Mechanical parts are susceptible to wear-out failure mechanisms. However, their relatively low numbers in electronic measurement equipment and recent advances in their reliability have resulted in products where customer-experienced failure of mechanical parts is fairly small over the expected operating life.

While the invention applies to a wide variety of types of equipment, etc., the discussion which follows will focus, for exemplary purposes, on the invention's applicability to such complex electronic equipment.

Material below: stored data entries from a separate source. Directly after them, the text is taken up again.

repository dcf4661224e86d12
//! Output formatting module.

mod formatter;
mod human;
mod json;

pub use formatter::OutputFormatter;

use human::HumanFormatter;
use json::JsonFormatter;

/// Creates an output formatter based on CLI flags
pub fn create_formatter(json: bool, verbose: bool, quiet: bool) -> Box<dyn OutputFormatter> {
    if json {
        Box::new(JsonFormatter)
    } else {
        Box::new(HumanFormatter::new(verbose, quiet))
    }
}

Waiting six, nine or even 12 months for a reliability problem to be reflected in traditional non-parametric metrics represents a huge delay in solving the root cause of the problem. In the mean time, shipments of units of equipment that exhibit the problem continue, thus increasing the installed base (hereinafter “equipment population” or “population”) and associated exposure to higher warranty costs, greater customer dissatisfaction and lost future sales. Additionally, it can be frustrating and costly to wait long periods of time to determine whether or not a recently-implemented fix was actually successful. Metrics such as AFR are slow to reflect the effectiveness of such a fix, and several months of patiently monitoring the AFR may give way to making costly, unnecessary investments in additional reliability improvements.

The Fast Fail Rate method helps mitigate these problems by providing quicker notification to manufacturers that 1) a new problem exists, or 2) an implemented solution was effective.

AFR methods do not allow for quantification of confidence bounds The term “confidence bound” refers, with reference to two predetermined failure rate numbers, to a measure of probability that an observed failure rate will fall between the two predetermined failure rate numbers. Many of such metrics are predicated on the potentially false assumption that the underlying failure rate is constant over time. These methods also do not allow for conditional probability calculations. Another disadvantage of non-parametric methods such as AFR is that they are sluggish to respond to changes in customer-experienced product reliability (both degradation and improvement) during the manufacturing life cycle.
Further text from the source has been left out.